Using fingers to calculate with is good enough where a few tiger skins are involved. But what happens when something more plentiful must be counted, for example, clam shells, such as some American Indian tribes used for trade purposes? How could a wealthy man add, say, 87 shells to 926 shells? If he had to rely on finger-counting to get the answer, it would take him hours.

With some kind of calculating machine, like an abacus, he could do the job swiftly and easily.

Can you do addition? the White Queen asked. Whats one and one and one and one and one and one and one and one and one and one?

I dont know, said Alice. I lost count.

2. The ancients

Look at the ear at the top right corner of this page. Can you answer the White Queens question? Certainly, if you stop and count all the ones slowly. This is easy to do if the question is put in written form, as it is here. But when the question is spoken, at a normal speed, it isnt easy to keep up with, as Alice found.

Suppose, though, that the White Queen had merely held up three fingers and asked, How many do you see? Alice would not be stumped for a moment; she would need no more than a glance to say Three!

And that is one thing mathematicians mean when they speak of a number sense: the ability to recognize a quantity at once without going to the trouble of counting it out. Most of us, looking at a group of four pebbles, for example, can recognize that there are four in the group. We may even recognize five. But for seven or more, we might have to do some counting.

Primitive cavemen probably had the same kind of number sense, but that was about the limit of their mathematics. Even their ability to count was not too strong. They may have had words in their spoken language for two or three, or even for twelve and thirteen. But the chances are that they had no words for quantities greater than that.
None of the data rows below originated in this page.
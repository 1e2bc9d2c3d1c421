//! Dataset validator
//!
//! Cross-checks a manifest against the files on disk. Every violation is
//! collected; nothing is repaired and nothing stops the run early.

use crate::config::ManifestConfig;
use crate::error::Result;
use crate::manifest::{sha256_file, variation_status, Emotion, ManifestRow};
use crate::report::{utc_timestamp, Status};
use crate::scan::{normalize_relpath, relative_path, FileScanner};
use rayon::prelude::*;
use serde::Serialize;
use std::collections::{BTreeMap, BTreeSet};
use std::path::Path;
use tracing::{debug, info, warn};

/// One integrity problem found in the dataset
#[derive(Debug, Clone, PartialEq, Eq, Serialize)]
#[serde(tag = "kind", rename_all = "snake_case")]
pub enum IntegrityViolation {
    /// A file referenced by a row does not exist
    MissingFile { row_id: String, file: String },
    /// File content no longer matches the stored hash
    ChecksumMismatch {
        row_id: String,
        file: String,
        expected: String,
        actual: String,
    },
    /// A referenced file exists but could not be read
    UnreadableFile {
        row_id: String,
        file: String,
        error: String,
    },
    DuplicateId { row_id: String, occurrences: usize },
    /// A raw file that no row references
    OrphanFile { file: String },
    /// A raw file referenced by more than one row
    MultiplyClaimed { file: String, row_ids: Vec<String> },
    IncompleteVariations {
        song_name: String,
        present: Vec<Emotion>,
        missing: Vec<Emotion>,
    },
    /// Stored `has_emotional_variations` disagrees with the song's takes
    VariationFlagMismatch {
        row_id: String,
        song_name: String,
        stored: bool,
        expected: bool,
    },
}

impl IntegrityViolation {
    pub fn kind(&self) -> &'static str {
        match self {
            IntegrityViolation::MissingFile { .. } => "missing_file",
            IntegrityViolation::ChecksumMismatch { .. } => "checksum_mismatch",
            IntegrityViolation::UnreadableFile { .. } => "unreadable_file",
            IntegrityViolation::DuplicateId { .. } => "duplicate_id",
            IntegrityViolation::OrphanFile { .. } => "orphan_file",
            IntegrityViolation::MultiplyClaimed { .. } => "multiply_claimed",
            IntegrityViolation::IncompleteVariations { .. } => "incomplete_variations",
            IntegrityViolation::VariationFlagMismatch { .. } => "variation_flag_mismatch",
        }
    }

    /// Manifest row the violation belongs to, if any
    pub fn row_id(&self) -> Option<&str> {
        match self {
            IntegrityViolation::MissingFile { row_id, .. }
            | IntegrityViolation::ChecksumMismatch { row_id, .. }
            | IntegrityViolation::UnreadableFile { row_id, .. }
            | IntegrityViolation::DuplicateId { row_id, .. }
            | IntegrityViolation::VariationFlagMismatch { row_id, .. } => Some(row_id),
            _ => None,
        }
    }

    fn sort_key(&self) -> (&'static str, &str) {
        let subject = match self {
            IntegrityViolation::MissingFile { file, .. }
            | IntegrityViolation::ChecksumMismatch { file, .. }
            | IntegrityViolation::UnreadableFile { file, .. }
            | IntegrityViolation::OrphanFile { file }
            | IntegrityViolation::MultiplyClaimed { file, .. } => file.as_str(),
            IntegrityViolation::DuplicateId { row_id, .. } => row_id.as_str(),
            IntegrityViolation::IncompleteVariations { song_name, .. }
            | IntegrityViolation::VariationFlagMismatch { song_name, .. } => song_name.as_str(),
        };
        (self.kind(), subject)
    }
}

/// Validation run result, serialized as the JSON report
#[derive(Debug, Clone, Serialize)]
pub struct ValidationReport {
    pub status: Status,
    pub total_pairs: usize,
    pub unique_songs: usize,
    pub songs_with_variations: usize,
    pub songs_without_variations: usize,
    pub violation_counts: BTreeMap<String, usize>,
    pub violations: Vec<IntegrityViolation>,
    pub timestamp: String,
}

impl ValidationReport {
    pub fn passed(&self) -> bool {
        self.violations.is_empty()
    }

    pub fn violations_for_row(&self, row_id: &str) -> Vec<&IntegrityViolation> {
        self.violations
            .iter()
            .filter(|v| v.row_id() == Some(row_id))
            .collect()
    }
}

fn check_file(root: &Path, row_id: &str, relpath: &str, expected: &str) -> Option<IntegrityViolation> {
    let path = root.join(normalize_relpath(relpath));
    if !path.is_file() {
        return Some(IntegrityViolation::MissingFile {
            row_id: row_id.to_string(),
            file: relpath.to_string(),
        });
    }
    match sha256_file(&path) {
        Ok(actual) if actual.eq_ignore_ascii_case(expected) => None,
        Ok(actual) => Some(IntegrityViolation::ChecksumMismatch {
            row_id: row_id.to_string(),
            file: relpath.to_string(),
            expected: expected.to_string(),
            actual,
        }),
        Err(e) => Some(IntegrityViolation::UnreadableFile {
            row_id: row_id.to_string(),
            file: relpath.to_string(),
            error: e.to_string(),
        }),
    }
}

/// Raw files under one configured directory, as forward-slash relpaths
fn raw_files(root: &Path, dir: &str, extensions: &[String]) -> Result<Vec<String>> {
    let path = root.join(normalize_relpath(dir));
    if !path.is_dir() {
        warn!(dir = %path.display(), "Raw directory missing, orphan check skipped");
        return Ok(Vec::new());
    }
    Ok(FileScanner::new(extensions)
        .scan(&path)?
        .iter()
        .filter_map(|file| relative_path(root, file))
        .collect())
}

/// Check `rows` against the files under `root`
pub fn validate_dataset(
    root: &Path,
    rows: &[ManifestRow],
    config: &ManifestConfig,
) -> Result<ValidationReport> {
    let mut violations: Vec<IntegrityViolation> = rows
        .par_iter()
        .flat_map_iter(|row| {
            debug!(id = %row.id, "Verifying row");
            [
                check_file(root, &row.id, &row.audio_relpath, &row.audio_sha256),
                check_file(root, &row.id, &row.midi_relpath, &row.midi_sha256),
            ]
            .into_iter()
            .flatten()
        })
        .collect();

    let mut id_counts: BTreeMap<&str, usize> = BTreeMap::new();
    for row in rows {
        *id_counts.entry(row.id.as_str()).or_insert(0) += 1;
    }
    violations.extend(
        id_counts
            .into_iter()
            .filter(|(_, count)| *count > 1)
            .map(|(id, occurrences)| IntegrityViolation::DuplicateId {
                row_id: id.to_string(),
                occurrences,
            }),
    );

    let mut claims: BTreeMap<String, Vec<String>> = BTreeMap::new();
    for row in rows {
        for relpath in [&row.audio_relpath, &row.midi_relpath] {
            claims
                .entry(normalize_relpath(relpath))
                .or_default()
                .push(row.id.clone());
        }
    }

    let mut on_disk = raw_files(root, &config.audio_dir, &config.audio_extensions)?;
    on_disk.extend(raw_files(root, &config.midi_dir, &config.midi_extensions)?);
    for file in on_disk {
        if !claims.contains_key(&file) {
            violations.push(IntegrityViolation::OrphanFile { file });
        }
    }
    for (file, row_ids) in claims {
        if row_ids.len() > 1 {
            violations.push(IntegrityViolation::MultiplyClaimed { file, row_ids });
        }
    }

    let (incomplete, complete) = variation_status(rows, &config.songs_with_variations);
    violations.extend(incomplete.into_iter().map(|song| {
        IntegrityViolation::IncompleteVariations {
            song_name: song.song_name,
            present: song.present,
            missing: song.missing,
        }
    }));
    violations.extend(rows.iter().filter_map(|row| {
        let expected = complete.contains(&row.song_name);
        (row.has_emotional_variations != expected).then(|| {
            IntegrityViolation::VariationFlagMismatch {
                row_id: row.id.clone(),
                song_name: row.song_name.clone(),
                stored: row.has_emotional_variations,
                expected,
            }
        })
    }));

    violations.sort_by(|a, b| a.sort_key().cmp(&b.sort_key()));

    let mut violation_counts = BTreeMap::new();
    for violation in &violations {
        *violation_counts.entry(violation.kind().to_string()).or_insert(0) += 1;
    }

    let songs: BTreeSet<&str> = rows.iter().map(|r| r.song_name.as_str()).collect();
    let with: BTreeSet<&str> = rows
        .iter()
        .filter(|r| r.has_emotional_variations)
        .map(|r| r.song_name.as_str())
        .collect();
    let without: BTreeSet<&str> = rows
        .iter()
        .filter(|r| !r.has_emotional_variations)
        .map(|r| r.song_name.as_str())
        .collect();

    let report = ValidationReport {
        status: Status::from_passed(violations.is_empty()),
        total_pairs: rows.len(),
        unique_songs: songs.len(),
        songs_with_variations: with.len(),
        songs_without_variations: without.len(),
        violation_counts,
        violations,
        timestamp: utc_timestamp(),
    };

    if report.passed() {
        info!(pairs = report.total_pairs, "Validation passed");
    } else {
        warn!(
            pairs = report.total_pairs,
            violations = report.violations.len(),
            "Validation failed"
        );
    }
    Ok(report)
}

#[cfg(test)]
mod tests {
    use super::*;
    use crate::manifest::{row_id, sha256_string};
    use std::fs;

    fn setup(root: &Path, name: &str) -> ManifestRow {
        let audio = format!("data/raw/audio/{}.wav", name);
        let midi = format!("data/raw/midi/{}.mid", name);
        for (rel, body) in [(&audio, "audio"), (&midi, "midi")] {
            let path = root.join(rel);
            fs::create_dir_all(path.parent().unwrap()).unwrap();
            fs::write(&path, format!("{} {}", body, name)).unwrap();
        }
        ManifestRow {
            id: row_id(&audio, &midi),
            song_name: name.to_string(),
            audio_sha256: sha256_string(&format!("audio {}", name)),
            midi_sha256: sha256_string(&format!("midi {}", name)),
            audio_relpath: audio,
            midi_relpath: midi,
            audio_ext: ".wav".to_string(),
            midi_ext: ".mid".to_string(),
            has_emotional_variations: false,
            emotion: None,
            notes: None,
        }
    }

    #[test]
    fn test_clean_dataset_passes() {
        let dir = tempfile::tempdir().unwrap();
        let rows = vec![setup(dir.path(), "A"), setup(dir.path(), "B")];
        let report = validate_dataset(dir.path(), &rows, &ManifestConfig::default()).unwrap();
        assert!(report.passed(), "{:?}", report.violations);
        assert_eq!(report.status, Status::Pass);
        assert_eq!(report.unique_songs, 2);
        assert_eq!(report.songs_without_variations, 2);
    }

    #[test]
    fn test_missing_file_and_orphan() {
        let dir = tempfile::tempdir().unwrap();
        let rows = vec![setup(dir.path(), "A"), setup(dir.path(), "B")];
        fs::remove_file(dir.path().join("data/raw/midi/A.mid")).unwrap();
        fs::write(dir.path().join("data/raw/audio/Stray.wav"), b"x").unwrap();

        let report = validate_dataset(dir.path(), &rows, &ManifestConfig::default()).unwrap();
        assert_eq!(report.violations.len(), 2);
        assert_eq!(report.violation_counts["missing_file"], 1);
        assert!(report.violations.contains(&IntegrityViolation::OrphanFile {
            file: "data/raw/audio/Stray.wav".to_string()
        }));
    }

    #[test]
    fn test_duplicate_rows() {
        let dir = tempfile::tempdir().unwrap();
        let row = setup(dir.path(), "A");
        let rows = vec![row.clone(), row];
        let report = validate_dataset(dir.path(), &rows, &ManifestConfig::default()).unwrap();
        assert_eq!(report.violation_counts["duplicate_id"], 1);
        assert_eq!(report.violation_counts["multiply_claimed"], 2);
    }

    #[test]
    fn test_stale_variation_flag() {
        let dir = tempfile::tempdir().unwrap();
        let mut flagged = setup(dir.path(), "A");
        flagged.has_emotional_variations = true;
        let rows = vec![flagged.clone(), setup(dir.path(), "B")];

        let report = validate_dataset(dir.path(), &rows, &ManifestConfig::default()).unwrap();
        assert_eq!(
            report.violations,
            vec![IntegrityViolation::VariationFlagMismatch {
                row_id: flagged.id.clone(),
                song_name: "A".to_string(),
                stored: true,
                expected: false,
            }]
        );
        assert_eq!(report.violations_for_row(&flagged.id).len(), 1);
    }
}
They used expressions like many or great to describe large amounts simply because they could not count that high.

Although primitive man had a spoken language, he had not as yet invented a way of writing down his thoughts. The best he could do was draw pictures. We know that he was a clever artist because he left sketches in the caves of Spain and other parts of the world. But it was to take thousands of years before he could set down so good a record of his ideas that someone else could read it and understand exactly what he was trying to say. It was to take even longer before he could invent a way of counting.
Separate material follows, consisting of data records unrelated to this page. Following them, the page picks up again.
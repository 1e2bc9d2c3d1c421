//! CSV → MIDI conversion pipeline
//!
//! One CSV file is parsed, validated, encoded and written per job. Batches
//! run on the rayon pool; a failing file is recorded and never stops the
//! others. Existing MIDI files are hand-verified data and are left alone
//! unless the caller explicitly asks to overwrite.

use crate::config::{EncoderConfig, ManifestConfig};
use crate::csv_notes::{parse_notes_file, ParseWarning, RowError};
use crate::error::{DatasetError, Result};
use crate::manifest::pairing_key;
use crate::midi::encode_filtered;
use crate::note::NoteFilter;
use crate::scan::{relative_path, FileScanner};
use rayon::prelude::*;
use serde::Serialize;
use std::fs;
use std::io::{ErrorKind, Write};
use std::path::{Path, PathBuf};
use tracing::{error, info, warn};

/// Options shared by every job of a conversion run
#[derive(Debug, Clone)]
pub struct ConvertOptions {
    pub encoder: EncoderConfig,
    pub filter: NoteFilter,
    /// Replace MIDI files that already exist
    pub overwrite: bool,
    /// Extensions that mark a file as an existing MIDI transcription
    pub midi_extensions: Vec<String>,
    /// Suffixes ignored when matching an output against existing files
    pub pairing_suffixes: Vec<String>,
}

impl Default for ConvertOptions {
    fn default() -> Self {
        let manifest = ManifestConfig::default();
        Self {
            encoder: EncoderConfig::default(),
            filter: NoteFilter::default(),
            overwrite: false,
            midi_extensions: manifest.midi_extensions,
            pairing_suffixes: manifest.processing_suffixes,
        }
    }
}

/// What a successful conversion produced
#[derive(Debug, Clone, PartialEq, Serialize)]
pub struct ConversionStats {
    pub notes: usize,
    pub row_errors: Vec<RowError>,
    pub warnings: Vec<ParseWarning>,
}

impl ConversionStats {
    /// An empty note sequence still yields a valid file, but is worth a look
    pub fn is_empty(&self) -> bool {
        self.notes == 0
    }
}

/// Result of converting one file
#[derive(Debug, Clone, PartialEq, Serialize)]
#[serde(tag = "status", rename_all = "snake_case")]
pub enum ConversionOutcome {
    Converted(ConversionStats),
    /// A MIDI file already existed; nothing was written
    Skipped { existing: PathBuf },
}

/// Convert one CSV transcription into a MIDI file
pub fn convert_file(
    csv_path: &Path,
    midi_path: &Path,
    options: &ConvertOptions,
) -> Result<ConversionOutcome> {
    let existing = existing_midi(midi_path, options)?;
    let target = match existing {
        Some(existing) if !options.overwrite => {
            warn!(
                midi = %existing.display(),
                "Skipping {} (MIDI exists)",
                csv_path.display()
            );
            return Ok(ConversionOutcome::Skipped { existing });
        }
        // Replaced in place so the song keeps a single transcription
        Some(existing) => existing,
        None => midi_path.to_path_buf(),
    };
    let midi_path = target.as_path();

    let parsed = parse_notes_file(csv_path)?;
    let filter = options.filter;
    let encoded = encode_filtered(&parsed.notes, &options.encoder, |note| filter.accepts(note))?;

    if !write_midi(midi_path, &encoded.bytes, options.overwrite)? {
        warn!(midi = %midi_path.display(), "MIDI appeared during conversion, skipped");
        return Ok(ConversionOutcome::Skipped {
            existing: midi_path.to_path_buf(),
        });
    }

    if encoded.note_count == 0 {
        warn!(csv = %csv_path.display(), "Converted an empty note sequence");
    }
    info!(
        "Converted {} -> {} ({} notes)",
        csv_path.display(),
        midi_path.display(),
        encoded.note_count
    );

    Ok(ConversionOutcome::Converted(ConversionStats {
        notes: encoded.note_count,
        row_errors: parsed.errors,
        warnings: parsed.warnings,
    }))
}

fn output_dir(midi_path: &Path) -> &Path {
    match midi_path.parent() {
        Some(parent) if !parent.as_os_str().is_empty() => parent,
        _ => Path::new("."),
    }
}

/// The MIDI file already standing for `midi_path`: the path itself, or a
/// sibling with a MIDI extension and the same pairing key (`Song.midi` for
/// `Song.mid`).
fn existing_midi(midi_path: &Path, options: &ConvertOptions) -> Result<Option<PathBuf>> {
    if midi_path.exists() {
        return Ok(Some(midi_path.to_path_buf()));
    }
    let dir = output_dir(midi_path);
    let Some(stem) = midi_path.file_stem() else {
        return Ok(None);
    };
    if !dir.is_dir() {
        return Ok(None);
    }

    let key = pairing_key(&stem.to_string_lossy(), &options.pairing_suffixes);
    let siblings = FileScanner::new(&options.midi_extensions).scan(dir)?;
    Ok(siblings.into_iter().find(|path| {
        path.file_stem()
            .map(|s| pairing_key(&s.to_string_lossy(), &options.pairing_suffixes) == key)
            .unwrap_or(false)
    }))
}

/// Write through a temp file in the target directory, then rename.
///
/// Returns `false` when `overwrite` is off and the target exists by the time
/// of the rename.
fn write_midi(midi_path: &Path, bytes: &[u8], overwrite: bool) -> Result<bool> {
    let parent = output_dir(midi_path);
    fs::create_dir_all(parent)?;

    let mut temp = tempfile::NamedTempFile::new_in(parent)?;
    temp.write_all(bytes)?;
    temp.as_file().sync_all()?;

    if overwrite {
        temp.persist(midi_path)?;
        return Ok(true);
    }
    match temp.persist_noclobber(midi_path) {
        Ok(_) => Ok(true),
        Err(e) if e.error.kind() == ErrorKind::AlreadyExists => Ok(false),
        Err(e) => Err(e.into()),
    }
}

/// Per-file entry of a batch run
#[derive(Debug, Clone, PartialEq, Serialize)]
pub struct BatchEntry {
    /// Input path relative to the batch root, forward slashes
    pub input: String,
    pub output: PathBuf,
    pub result: BatchResult,
}

#[derive(Debug, Clone, PartialEq, Serialize)]
#[serde(tag = "status", rename_all = "snake_case")]
pub enum BatchResult {
    Converted(ConversionStats),
    Skipped,
    Failed { error: String },
}

/// Sorted outcome of a batch run
#[derive(Debug, Clone, Default, PartialEq, Serialize)]
pub struct BatchReport {
    pub entries: Vec<BatchEntry>,
}

impl BatchReport {
    pub fn converted(&self) -> usize {
        self.count(|r| matches!(r, BatchResult::Converted(_)))
    }

    pub fn skipped(&self) -> usize {
        self.count(|r| matches!(r, BatchResult::Skipped))
    }

    pub fn failed(&self) -> usize {
        self.count(|r| matches!(r, BatchResult::Failed { .. }))
    }

    /// Converted files whose sequence was empty
    pub fn empty(&self) -> usize {
        self.count(|r| matches!(r, BatchResult::Converted(stats) if stats.is_empty()))
    }

    pub fn has_failures(&self) -> bool {
        self.failed() > 0
    }

    pub fn get(&self, input: &str) -> Option<&BatchEntry> {
        self.entries.iter().find(|entry| entry.input == input)
    }

    fn count<F: Fn(&BatchResult) -> bool>(&self, predicate: F) -> usize {
        self.entries.iter().filter(|e| predicate(&e.result)).count()
    }
}

struct Job {
    key: String,
    input: PathBuf,
    output: PathBuf,
}

fn run_jobs(jobs: Vec<Job>, options: &ConvertOptions) -> BatchReport {
    let mut entries: Vec<BatchEntry> = jobs
        .into_par_iter()
        .map(|job| {
            let result = match convert_file(&job.input, &job.output, options) {
                Ok(ConversionOutcome::Converted(stats)) => BatchResult::Converted(stats),
                Ok(ConversionOutcome::Skipped { .. }) => BatchResult::Skipped,
                Err(e) => {
                    error!("Error converting {}: {}", job.input.display(), e);
                    BatchResult::Failed {
                        error: e.to_string(),
                    }
                }
            };
            BatchEntry {
                input: job.key,
                output: job.output,
                result,
            }
        })
        .collect();

    entries.sort_by(|a, b| a.input.cmp(&b.input));
    BatchReport { entries }
}

fn midi_name(csv_path: &Path) -> Result<PathBuf> {
    let stem = csv_path.file_stem().ok_or_else(|| {
        DatasetError::InvalidInput(format!("No file name: {}", csv_path.display()))
    })?;
    Ok(PathBuf::from(stem).with_extension("mid"))
}

/// Convert every `*.csv` directly inside `csv_dir` into `midi_dir`
pub fn convert_directory(
    csv_dir: &Path,
    midi_dir: &Path,
    options: &ConvertOptions,
) -> Result<BatchReport> {
    let csv_files = FileScanner::new(&["csv"]).scan(csv_dir)?;
    fs::create_dir_all(midi_dir)?;

    let jobs = csv_files
        .into_iter()
        .map(|input| {
            Ok(Job {
                key: relative_path(csv_dir, &input)
                    .unwrap_or_else(|| input.display().to_string()),
                output: midi_dir.join(midi_name(&input)?),
                input,
            })
        })
        .collect::<Result<Vec<_>>>()?;

    let report = run_jobs(jobs, options);
    info!(
        "Converted {}/{} files ({} skipped)",
        report.converted(),
        report.entries.len(),
        report.skipped()
    );
    Ok(report)
}

/// Convert alternative transcriptions laid out as `<csv_alt>/<Song>/<v>.csv`
/// into `<midi_alt>/<Song>/<v>.mid`.
///
/// CSV files directly in `csv_alt` are ignored. A missing `csv_alt` yields
/// an empty report.
pub fn convert_alternatives(
    csv_alt: &Path,
    midi_alt: &Path,
    options: &ConvertOptions,
) -> Result<BatchReport> {
    if !csv_alt.is_dir() {
        warn!(dir = %csv_alt.display(), "No alternatives directory");
        return Ok(BatchReport::default());
    }

    let mut song_dirs: Vec<PathBuf> = fs::read_dir(csv_alt)?
        .filter_map(|entry| entry.ok().map(|e| e.path()))
        .filter(|path| path.is_dir())
        .collect();
    song_dirs.sort();

    let scanner = FileScanner::new(&["csv"]);
    let mut jobs = Vec::new();
    for song_dir in song_dirs {
        let Some(song) = song_dir.file_name().map(|n| n.to_os_string()) else {
            continue;
        };
        for input in scanner.scan(&song_dir)? {
            jobs.push(Job {
                key: relative_path(csv_alt, &input)
                    .unwrap_or_else(|| input.display().to_string()),
                output: midi_alt.join(&song).join(midi_name(&input)?),
                input,
            });
        }
    }

    let report = run_jobs(jobs, options);
    info!(
        "Converted {}/{} alternative transcriptions ({} skipped)",
        report.converted(),
        report.entries.len(),
        report.skipped()
    );
    Ok(report)
}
But that did not stop him from making some needed calculations. Even before he found how to write numbers, he had a way of keeping records.

The cave dweller often kept sheep; he needed their skins for clothing, their milk and flesh for food, and their horns for musical instruments of a simple kind. Naturally, he hated to lose even one of these valuable animals. He must have found a way to count his sheep when he herded them into their pens at night, and to count them again when he let them out the next morning to graze.

How did this primitive man, who could barely count on his fingers, manage to keep track of a large herd of sheep? Perhaps he used a handful of pebbles. For every sheep he drove into the pen, he dropped one pebble into a pot; in the morning, he took one pebble out of the pot for every sheep he let out of the pen. If he found a pebble still in the pot when all the sheep had gone, he knew that either a wolf had made off with one of his animals or a neighbor cave-dweller had absently slipped it into his own flock. He would then look for the robber with fire in his eye. If, on the other hand, a sheep still remained in the pen after all the pebbles had been removed from the pot, he would know that he had somehow gotten richer overnight and would probably forget to mention it to his neighbor.

Thus, a bunch of pebbles may have been the earliest calculating machine. Our own language hints at that. If you look up the word calculate in the dictionary, you will find that it comes from the Latin word calculus, which means pebble.